What to work on ▸
Find the line holding "pub struct ConfirmRequest" in the entries below. Give it again exactly, along with every line after it up to and including the line holding "pub type CharacterHook".

*** Given entries

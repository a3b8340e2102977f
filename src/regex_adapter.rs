//! A boundary-only adapter exposing a rope as a random-access character
//! sequence for a host regex engine (`SPEC_FULL.md` §4.7). No regex engine
//! is wired in here — this module only provides the random-access surface
//! such an engine would consume, in the spirit of `regex_cursor`-style
//! adapters over rope/tree text buffers.

use crate::iter::Chars;
use crate::node::{Node, NodeLink};

/// Services `get(k)` for increasing-then-occasionally-backtracking access
/// patterns (typical of a backtracking or bounded-lookbehind regex engine)
/// by riding a forward cursor: advancing it for increasing `k`, calling
/// `move_backwards` for small backtracks, and falling back to `Rope::get`
/// (a plain tree descent) when the cursor's history doesn't reach far
/// enough back.
pub struct RandomAccess {
    root: NodeLink,
    cursor: Chars,
}

impl RandomAccess {
    pub(crate) fn new(root: NodeLink) -> Self {
        let cursor = Chars::new(root.clone(), 0).unwrap_or_else(|_| {
            Chars::new(Node::empty(), 0).expect("empty rope cursor never fails")
        });
        RandomAccess { root, cursor }
    }

    pub fn len(&self) -> usize {
        self.root.len()
    }

    pub fn is_empty(&self) -> bool {
        self.root.len() == 0
    }

    /// Returns the character at `k`, or `None` if out of range.
    pub fn get(&mut self, k: usize) -> Option<char> {
        if k >= self.root.len() {
            return None;
        }
        let pos = self.cursor.pos();
        if k == pos {
            let c = self.cursor.next();
            // restore position for a subsequent re-read of the same index
            if c.is_some() {
                let _ = self.cursor.move_backwards(1);
            }
            return c;
        }
        if k > pos {
            if self.cursor.skip(k - pos).is_ok() {
                let c = self.cursor.next();
                if c.is_some() {
                    let _ = self.cursor.move_backwards(1);
                }
                return c;
            }
        } else if self.cursor.can_move_backwards(pos - k) {
            self.cursor.move_backwards(pos - k).ok()?;
            let c = self.cursor.next();
            if c.is_some() {
                let _ = self.cursor.move_backwards(1);
            }
            return c;
        }
        // history doesn't reach: fall back to a direct tree descent and
        // leave the cursor's position untouched.
        self.root.get(k)
    }

    /// Drops the cursor's backward-movement history, forcing subsequent
    /// backward `get`s through the `Rope::get` fallback path. Exposed for
    /// testing the fallback deliberately; a host engine would never need
    /// to call this itself.
    pub fn forget_history(&mut self) {
        self.cursor.forget_history();
    }
}

#[cfg(test)]
mod test {
    use super::*;
    use crate::balance::concatenate;

    #[cfg(feature = "atomic")]
    use std::sync::Arc as Handle;
    #[cfg(not(feature = "atomic"))]
    use std::rc::Rc as Handle;

    fn leaf(s: &str) -> NodeLink {
        let chars: Vec<char> = s.chars().collect();
        Node::flat(Handle::from(chars))
    }

    #[test]
    fn forward_then_backtrack_within_history() {
        let r = concatenate(leaf("hello "), leaf("world"));
        let mut ra = RandomAccess::new(r);
        assert_eq!(ra.get(0), Some('h'));
        assert_eq!(ra.get(6), Some('w'));
        assert_eq!(ra.get(1), Some('e'));
    }

    #[test]
    fn falls_back_to_rope_get_when_history_is_discarded() {
        let r = concatenate(leaf("hello "), leaf("world"));
        let mut ra = RandomAccess::new(r);
        assert_eq!(ra.get(8), Some('r'));
        ra.forget_history();
        // backward access now can't use cursor history; must fall back
        assert_eq!(ra.get(0), Some('h'));
    }

    #[test]
    fn out_of_range_is_none() {
        let r = leaf("abc");
        let mut ra = RandomAccess::new(r);
        assert_eq!(ra.get(3), None);
    }
}
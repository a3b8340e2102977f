//! The Fibonacci-threshold balancer and the concatenation algebra.
//!
//! > We define the depth of a leaf to be 0, and the depth of a concatenation
//! > to be one plus the maximum depth of its children. Let _Fn_ be the _n_th
//! > Fibonacci number. A rope of depth _n_ is balanced if its length is at
//! > least _Fn_+2 ... Note that balanced ropes may contain unbalanced
//! > subropes.
//! – "Ropes: An Alternative to Strings" (Boehm, Atkinson, Plass)

use crate::node::{CharBuf, Kind, Node, NodeLink, NodeLinkOps, COALESCE_THRESHOLD, MAX_DEPTH};

#[cfg(feature = "atomic")]
use std::sync::Arc as Handle;
#[cfg(not(feature = "atomic"))]
use std::rc::Rc as Handle;

const FIB_LOOKUP: [usize; 93] = [
    0, 1, 1, 2, 3, 5, 8, 13, 21, 34, 55, 89, 144, 233, 377, 610, 987, 1597, 2584, 4181, 6765,
    10946, 17711, 28657, 46368, 75025, 121393, 196418, 317811, 514229, 832040, 1346269, 2178309,
    3524578, 5702887, 9227465, 14930352, 24157817, 39088169, 63245986, 102334155, 165580141,
    267914296, 433494437, 701408733, 1134903170, 1836311903, 2971215073, 4807526976, 7778742049,
    12586269025, 20365011074, 32951280099, 53316291173, 86267571272, 139583862445, 225851433717,
    365435296162, 591286729879, 956722026041, 1548008755920, 2504730781961, 4052739537881,
    6557470319842, 10610209857723, 17167680177565, 27777890035288, 44945570212853,
    72723460248141, 117669030460994, 190392490709135, 308061521170129, 498454011879264,
    806515533049393, 1304969544928657, 2111485077978050, 3416454622906707, 5527939700884757,
    8944394323791464, 14472334024676221, 23416728348467685, 37889062373143906,
    61305790721611591, 99194853094755497, 160500643816367088, 259695496911122585,
    420196140727489673, 679891637638612258, 1100087778366101931, 1779979416004714189,
    2880067194370816120, 4660046610375530309, 7540113804746346429,
];

/// Returns the _n_th Fibonacci number, consulting the lookup table for
/// indices the table covers and falling back to naive recursion beyond it
/// (balanced rope depths never get anywhere near that far in practice).
pub(crate) fn fibonacci(n: usize) -> usize {
    if n < FIB_LOOKUP.len() {
        FIB_LOOKUP[n]
    } else {
        fibonacci(n - 1) + fibonacci(n - 2)
    }
}

/// Flattens a rope into its leaf sequence, left to right, using an explicit
/// stack so deep trees don't blow the call stack (`SPEC_FULL.md` §4.3).
/// `Flat`, `Substring`, and `Reverse` nodes are leaves; `Concat` is the only
/// internal node type.
fn collect_leaves(root: &NodeLink, out: &mut Vec<NodeLink>) {
    let mut stack: Vec<NodeLink> = vec![root.clone()];
    // reversed push order below keeps left-to-right output with a plain pop
    let mut ordered: Vec<NodeLink> = Vec::new();
    while let Some(node) = stack.pop() {
        match node.kind() {
            Kind::Concat { left, right } => {
                stack.push(right.clone());
                stack.push(left.clone());
            }
            // realize a reversed Flat/Substring leaf while we're here, so
            // the tree we reassemble below no longer carries a `Reverse`
            // wrapper that costs an index inversion on every access.
            _ => ordered.push(node.realize_reversed_leaf()),
        }
    }
    // `ordered` was built by popping a stack that always has the leftmost
    // remaining subtree on top, so it is already in left-to-right order.
    out.extend(ordered);
}

/// Rebuilds a balanced tree from a leaf slice by depth-balanced
/// divide-and-conquer (`SPEC_FULL.md` §4.3).
fn merge(leaves: &[NodeLink]) -> NodeLink {
    match leaves.len() {
        0 => Node::empty(),
        1 => leaves[0].clone(),
        2 => Node::concat(leaves[0].clone(), leaves[1].clone()),
        n => {
            let mid = n / 2;
            Node::concat(merge(&leaves[..mid]), merge(&leaves[mid..]))
        }
    }
}

/// Reassembles `root` into a value-equivalent rope of lower depth, or
/// returns it unchanged if it is already balanced.
pub(crate) fn rebalance(root: NodeLink) -> NodeLink {
    if root.is_balanced() {
        return root;
    }
    let mut leaves = Vec::new();
    collect_leaves(&root, &mut leaves);
    merge(&leaves)
}

fn chars_of(buf: &CharBuf) -> &[char] {
    buf
}

/// `concatenate(a, b)`, the single construction path for joining two ropes
/// (`SPEC_FULL.md` §4.2).
pub(crate) fn concatenate(a: NodeLink, b: NodeLink) -> NodeLink {
    if a.is_empty() {
        return b;
    }
    if b.is_empty() {
        return a;
    }

    // step 2: both flat and short enough together — merge into one leaf.
    if let (Kind::Flat(x), Kind::Flat(y)) = (a.kind(), b.kind()) {
        if x.len() + y.len() <= COALESCE_THRESHOLD {
            let mut merged: Vec<char> = Vec::with_capacity(x.len() + y.len());
            merged.extend_from_slice(chars_of(x));
            merged.extend_from_slice(chars_of(y));
            return Node::flat(Handle::from(merged));
        }
    }

    // step 3: right-spine compaction — `a`'s right child is a short flat
    // and `b` is a short flat, combine those two before grafting.
    if let Kind::Concat { left, right } = a.kind() {
        if let (Kind::Flat(r), Kind::Flat(y)) = (right.kind(), b.kind()) {
            if r.len() + y.len() <= COALESCE_THRESHOLD {
                let mut merged: Vec<char> = Vec::with_capacity(r.len() + y.len());
                merged.extend_from_slice(chars_of(r));
                merged.extend_from_slice(chars_of(y));
                let new_right = Node::flat(Handle::from(merged));
                let joined = Node::concat(left.clone(), new_right);
                return finish(joined);
            }
        }
    }

    finish(Node::concat(a, b))
}

fn finish(node: NodeLink) -> NodeLink {
    if node.depth() > MAX_DEPTH || !node.is_balanced() {
        rebalance(node)
    } else {
        node
    }
}
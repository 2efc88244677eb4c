use std::sync::Arc;

use futures::FutureExt;
use tracing::warn;

use crate::models::{ErrorEntry, ErrorStore, Message};
use crate::repositories::BoxFuture;
use crate::settings::DeletePrompt;

/// What the host is asked to confirm
#[derive(Debug, Clone, PartialEq, Eq)]
pub struct ConfirmRequest {
    pub title: String,
    pub message: String,
    pub confirm_label: String,
    pub message_id: String,
}

impl ConfirmRequest {
    pub fn delete(prompt: &DeletePrompt, message_id: &str) -> Self {
        Self {
            title: prompt.title.clone(),
            message: prompt.message.clone(),
            confirm_label: prompt.confirm_label.clone(),
            message_id: message_id.to_string(),
        }
    }
}

pub type ErrorHook = Arc<dyn Fn(&str) + Send + Sync>;
pub type ConfirmHook = Arc<dyn Fn(ConfirmRequest) -> BoxFuture<'static, bool> + Send + Sync>;
pub type RenderHook = Arc<dyn Fn() + Send + Sync>;
pub type HistoryHook = Arc<dyn Fn() -> Vec<Message> + Send + Sync>;
pub type CharacterHook = Arc<dyn Fn() -> Option<String> + Send + Sync>;

/// Callbacks the host UI plugs into the controller. Unset hooks fall back to
/// defaults: errors are logged and recorded into the error store when one is
/// attached, confirmations approve, re-render does
/// nothing, history and character id come from the store.
#[derive(Clone, Default)]
pub struct ControllerHooks {
    pub(crate) notify_error: Option<ErrorHook>,
    pub(crate) confirm_action: Option<ConfirmHook>,
    pub(crate) re_render: Option<RenderHook>,
    pub(crate) active_history: Option<HistoryHook>,
    pub(crate) current_character_id: Option<CharacterHook>,
    pub(crate) error_store: Option<Arc<ErrorStore>>,
}

impl ControllerHooks {
    pub fn new() -> Self {
        Self::default()
    }

    pub fn on_error(mut self, hook: impl Fn(&str) + Send + Sync + 'static) -> Self {
        self.notify_error = Some(Arc::new(hook));
        self
    }

    /// Record failures here when no `on_error` hook is installed
    pub fn with_error_store(mut self, error_store: Arc<ErrorStore>) -> Self {
        self.error_store = Some(error_store);
        self
    }

    pub fn on_confirm<F, Fut>(mut self, hook: F) -> Self
    where
        F: Fn(ConfirmRequest) -> Fut + Send + Sync + 'static,
        Fut: std::future::Future<Output = bool> + Send + 'static,
    {
        self.confirm_action = Some(Arc::new(move |request: ConfirmRequest| hook(request).boxed()));
        self
    }

    pub fn on_re_render(mut self, hook: impl Fn() + Send + Sync + 'static) -> Self {
        self.re_render = Some(Arc::new(hook));
        self
    }

    pub fn with_active_history(
        mut self,
        hook: impl Fn() -> Vec<Message> + Send + Sync + 'static,
    ) -> Self {
        self.active_history = Some(Arc::new(hook));
        self
    }

    pub fn with_current_character_id(
        mut self,
        hook: impl Fn() -> Option<String> + Send + Sync + 'static,
    ) -> Self {
        self.current_character_id = Some(Arc::new(hook));
        self
    }

    pub(crate) fn notify_error(&self, message_id: &str, message: &str) {
        if let Some(hook) = &self.notify_error {
            hook(message);
            return;
        }
        if let Some(error_store) = &self.error_store {
            error_store.add_entry(ErrorEntry::notification(message, Some(message_id)));
        }
        warn!(message_id = %message_id, error = %message, "Snapshot action failed");
    }

    pub(crate) fn confirm(&self, request: ConfirmRequest) -> BoxFuture<'static, bool> {
        match &self.confirm_action {
            Some(hook) => hook(request),
            None => async { true }.boxed(),
        }
    }

    pub(crate) fn re_render(&self) {
        if let Some(hook) = &self.re_render {
            hook();
        }
    }
}
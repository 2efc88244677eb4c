use std::collections::{HashMap, VecDeque};
use std::sync::mpsc::Receiver;
use std::time::SystemTime;

use parking_lot::Mutex;

#[derive(Clone, Debug, PartialEq)]
pub enum ErrorLevel {
    Warning,
    Error,
}

#[derive(Clone, Debug)]
pub struct ErrorEntry {
    pub timestamp: SystemTime,
    pub level: ErrorLevel,
    pub message: String,
    pub target: String,
    /// Message the event was about, when the event carried a `message_id` field
    pub message_id: Option<String>,
    pub fields: HashMap<String, String>,
}

impl ErrorEntry {
    /// Entry for an error reported to the user rather than captured from tracing
    pub fn notification(message: impl Into<String>, message_id: Option<&str>) -> Self {
        Self {
            timestamp: SystemTime::now(),
            level: ErrorLevel::Error,
            message: message.into(),
            target: "notify".to_string(),
            message_id: message_id.map(str::to_string),
            fields: HashMap::new(),
        }
    }
}

/// Bounded log of recent warnings and errors, oldest dropped first
pub struct ErrorStore {
    entries: Mutex<VecDeque<ErrorEntry>>,
    max_entries: usize,
}

impl ErrorStore {
    pub fn new(max_entries: usize) -> Self {
        Self {
            entries: Mutex::new(VecDeque::new()),
            max_entries: max_entries.max(1),
        }
    }

    pub fn add_entry(&self, entry: ErrorEntry) {
        let mut entries = self.entries.lock();
        entries.push_back(entry);
        while entries.len() > self.max_entries {
            entries.pop_front();
        }
    }

    /// Move everything the collector layer has buffered into the store
    pub fn drain_from(&self, receiver: &Receiver<ErrorEntry>) -> usize {
        let mut drained = 0;
        while let Ok(entry) = receiver.try_recv() {
            self.add_entry(entry);
            drained += 1;
        }
        drained
    }

    pub fn get_all_entries(&self) -> Vec<ErrorEntry> {
        self.entries.lock().iter().cloned().collect()
    }

    pub fn entries_for_message(&self, message_id: &str) -> Vec<ErrorEntry> {
        self.entries
            .lock()
            .iter()
            .filter(|e| e.message_id.as_deref() == Some(message_id))
            .cloned()
            .collect()
    }

    pub fn error_count(&self) -> usize {
        self.entries
            .lock()
            .iter()
            .filter(|e| e.level == ErrorLevel::Error)
            .count()
    }

    pub fn warning_count(&self) -> usize {
        self.entries
            .lock()
            .iter()
            .filter(|e| e.level == ErrorLevel::Warning)
            .count()
    }

    pub fn clear(&self) {
        self.entries.lock().clear();
    }
}
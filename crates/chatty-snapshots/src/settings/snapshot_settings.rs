use serde::{Deserialize, Serialize};

/// Text of the confirmation shown before a message is deleted
#[derive(Debug, Clone, PartialEq, Eq, Serialize, Deserialize)]
#[serde(default)]
pub struct DeletePrompt {
    pub title: String,
    pub message: String,
    pub confirm_label: String,
}

impl Default for DeletePrompt {
    fn default() -> Self {
        Self {
            title: "Delete message".to_string(),
            message: "Delete this message and all of its versions?".to_string(),
            confirm_label: "Delete".to_string(),
        }
    }
}

#[derive(Debug, Clone, PartialEq, Eq, Serialize, Deserialize)]
#[serde(default)]
pub struct SnapshotSettings {
    /// Ask before deleting; when false the confirm hook is never called
    pub confirm_delete: bool,
    pub delete_prompt: DeletePrompt,
    /// Default tracing directive, overridden by `RUST_LOG`
    pub log_filter: String,
    pub error_store_capacity: usize,
}

impl Default for SnapshotSettings {
    fn default() -> Self {
        Self {
            confirm_delete: true,
            delete_prompt: DeletePrompt::default(),
            log_filter: "info".to_string(),
            error_store_capacity: 100,
        }
    }
}

#[cfg(test)]
mod tests {
    use super::*;

    #[test]
    fn test_partial_json_keeps_defaults() {
        let settings: SnapshotSettings =
            serde_json::from_str(r#"{"confirm_delete": false, "delete_prompt": {"title": "Remove"}}"#)
                .unwrap();

        assert!(!settings.confirm_delete);
        assert_eq!(settings.delete_prompt.title, "Remove");
        assert_eq!(settings.delete_prompt.confirm_label, "Delete");
        assert_eq!(settings.log_filter, "info");
        assert_eq!(settings.error_store_capacity, 100);
    }
}
use std::collections::HashMap;
use std::path::{Path, PathBuf};
use std::sync::Arc;

use parking_lot::Mutex;
use serde::{Deserialize, Serialize};
use tracing::debug;
use uuid::Uuid;

use super::error::{StoreError, StoreResult};
use super::message_store::{BoxFuture, MessagePatch, MessageStore, QueuedAction, StoreAction};
use crate::models::Message;

/// On-disk layout of one character's history
#[derive(Debug, Clone, Serialize, Deserialize)]
struct CharacterHistoryFile {
    character_id: String,
    messages: Vec<Message>,
}

#[derive(Default)]
struct JsonStoreState {
    active_character_id: Option<String>,
    histories: HashMap<String, Vec<Message>>,
    queued_actions: Vec<QueuedAction>,
}

/// JSON file-based message store.
/// Stores each character's history as a separate file in ~/.config/chatty/snapshots/
///
/// Histories are cached in memory once opened so reads stay synchronous;
/// every mutation rewrites the character's file atomically. Queued actions
/// are kept in memory for a worker to drain with `take_queued_actions`.
pub struct MessageJsonStore {
    histories_dir: PathBuf,
    inner: Arc<Mutex<JsonStoreState>>,
}

impl MessageJsonStore {
    pub fn new() -> StoreResult<Self> {
        let histories_dir = dirs::config_dir()
            .ok_or_else(|| StoreError::InitializationError {
                message: "Could not determine config directory".to_string(),
            })?
            .join("chatty")
            .join("snapshots");

        Ok(Self::with_dir(histories_dir))
    }

    pub fn with_dir(histories_dir: impl Into<PathBuf>) -> Self {
        Self {
            histories_dir: histories_dir.into(),
            inner: Arc::new(Mutex::new(JsonStoreState::default())),
        }
    }

    /// Character ids become file names, so anything that could leave `dir` is rejected
    fn history_path(dir: &Path, character_id: &str) -> StoreResult<PathBuf> {
        if character_id.is_empty()
            || character_id.contains(['/', '\\'])
            || character_id.contains("..")
        {
            return Err(StoreError::Rejected {
                message: format!("Invalid character id: {:?}", character_id),
            });
        }
        Ok(dir.join(format!("{}.json", character_id)))
    }

    /// Load a character's history from disk (missing file means empty) and make it active
    pub async fn open_character(&self, character_id: &str) -> StoreResult<()> {
        let path = Self::history_path(&self.histories_dir, character_id)?;

        let messages = tokio::task::spawn_blocking(move || -> StoreResult<Vec<Message>> {
            if !path.exists() {
                return Ok(Vec::new());
            }
            let content = std::fs::read_to_string(&path)?;
            let file: CharacterHistoryFile = serde_json::from_str(&content)?;
            Ok(file.messages)
        })
        .await
        .map_err(|e| StoreError::Io(std::io::Error::other(e)))??;

        debug!(character_id = %character_id, count = messages.len(), "Opened character history");

        let mut state = self.inner.lock();
        state
            .histories
            .insert(character_id.to_string(), messages);
        state.active_character_id = Some(character_id.to_string());
        Ok(())
    }

    /// Write a character's history to disk, then replace the cached copy
    pub async fn save_history(&self, character_id: &str, messages: Vec<Message>) -> StoreResult<()> {
        write_history(
            self.histories_dir.clone(),
            CharacterHistoryFile {
                character_id: character_id.to_string(),
                messages: messages.clone(),
            },
        )
        .await?;

        self.inner
            .lock()
            .histories
            .insert(character_id.to_string(), messages);
        Ok(())
    }

    pub fn take_queued_actions(&self) -> Vec<QueuedAction> {
        std::mem::take(&mut self.inner.lock().queued_actions)
    }

    /// Apply `edit` to a copy of the cached history and persist it. The cache
    /// only takes the edited copy once the file is written.
    fn edit_message<F>(
        &self,
        character_id: &str,
        message_id: &str,
        edit: F,
    ) -> BoxFuture<'static, StoreResult<()>>
    where
        F: FnOnce(&mut Vec<Message>, usize),
    {
        let mut messages = {
            let state = self.inner.lock();
            let Some(history) = state.histories.get(character_id) else {
                return not_found(message_id);
            };
            history.clone()
        };
        let Some(position) = messages.iter().position(|m| m.id == message_id) else {
            return not_found(message_id);
        };
        edit(&mut messages, position);

        let histories_dir = self.histories_dir.clone();
        let inner = self.inner.clone();
        let character_id = character_id.to_string();
        Box::pin(async move {
            write_history(
                histories_dir,
                CharacterHistoryFile {
                    character_id: character_id.clone(),
                    messages: messages.clone(),
                },
            )
            .await?;

            inner.lock().histories.insert(character_id, messages);
            Ok(())
        })
    }
}

fn not_found(message_id: &str) -> BoxFuture<'static, StoreResult<()>> {
    let message_id = message_id.to_string();
    Box::pin(async move { Err(StoreError::NotFound { message_id }) })
}

fn write_history(
    histories_dir: PathBuf,
    file: CharacterHistoryFile,
) -> BoxFuture<'static, StoreResult<()>> {
    Box::pin(async move {
        tokio::task::spawn_blocking(move || -> StoreResult<()> {
            // Ensure directory exists
            std::fs::create_dir_all(&histories_dir)?;

            let path = MessageJsonStore::history_path(&histories_dir, &file.character_id)?;
            let json = serde_json::to_string_pretty(&file)?;

            // Write to file atomically (write to temp, then rename)
            let temp_path = path.with_extension("json.tmp");
            std::fs::write(&temp_path, json)?;
            std::fs::rename(&temp_path, &path)?;

            Ok(())
        })
        .await
        .map_err(|e| StoreError::Io(std::io::Error::other(e)))?
    })
}

impl MessageStore for MessageJsonStore {
    fn active_history(&self) -> Vec<Message> {
        let state = self.inner.lock();
        state
            .active_character_id
            .as_ref()
            .and_then(|id| state.histories.get(id))
            .cloned()
            .unwrap_or_default()
    }

    fn active_character_id(&self) -> Option<String> {
        self.inner.lock().active_character_id.clone()
    }

    fn queue_action(
        &self,
        character_id: &str,
        action: StoreAction,
    ) -> BoxFuture<'static, StoreResult<()>> {
        let mut state = self.inner.lock();
        if !state.histories.contains_key(character_id) {
            return Box::pin(async { Err(StoreError::NoActiveCharacter) });
        }

        let request_id = Uuid::new_v4().to_string();
        debug!(request_id = %request_id, action = action.name(), "Queued action");
        state.queued_actions.push(QueuedAction {
            request_id,
            character_id: character_id.to_string(),
            action,
        });

        Box::pin(async { Ok(()) })
    }

    fn delete_message(
        &self,
        character_id: &str,
        message_id: &str,
    ) -> BoxFuture<'static, StoreResult<()>> {
        self.edit_message(character_id, message_id, |history, position| {
            history.remove(position);
        })
    }

    fn set_selected_snapshot_index(
        &self,
        character_id: &str,
        message_id: &str,
        index: usize,
    ) -> BoxFuture<'static, StoreResult<()>> {
        self.edit_message(character_id, message_id, move |history, position| {
            history[position].metadata.selected_snapshot_index = Some(index);
        })
    }

    fn update_message(
        &self,
        character_id: &str,
        message_id: &str,
        patch: MessagePatch,
    ) -> BoxFuture<'static, StoreResult<()>> {
        self.edit_message(character_id, message_id, move |history, position| {
            patch.apply_to(&mut history[position]);
        })
    }
}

******

Solved problem ▸
pub struct ConfirmRequest {
    pub title: String,
    pub message: String,
    pub confirm_label: String,
    pub message_id: String,
}

impl ConfirmRequest {
    pub fn delete(prompt: &DeletePrompt, message_id: &str) -> Self {
        Self {
            title: prompt.title.clone(),
            message: prompt.message.clone(),
            confirm_label: prompt.confirm_label.clone(),
            message_id: message_id.to_string(),
        }
    }
}

pub type ErrorHook = Arc<dyn Fn(&str) + Send + Sync>;
pub type ConfirmHook = Arc<dyn Fn(ConfirmRequest) -> BoxFuture<'static, bool> + Send + Sync>;
pub type RenderHook = Arc<dyn Fn() + Send + Sync>;
pub type HistoryHook = Arc<dyn Fn() -> Vec<Message> + Send + Sync>;
pub type CharacterHook = Arc<dyn Fn() -> Option<String> + Send + Sync>;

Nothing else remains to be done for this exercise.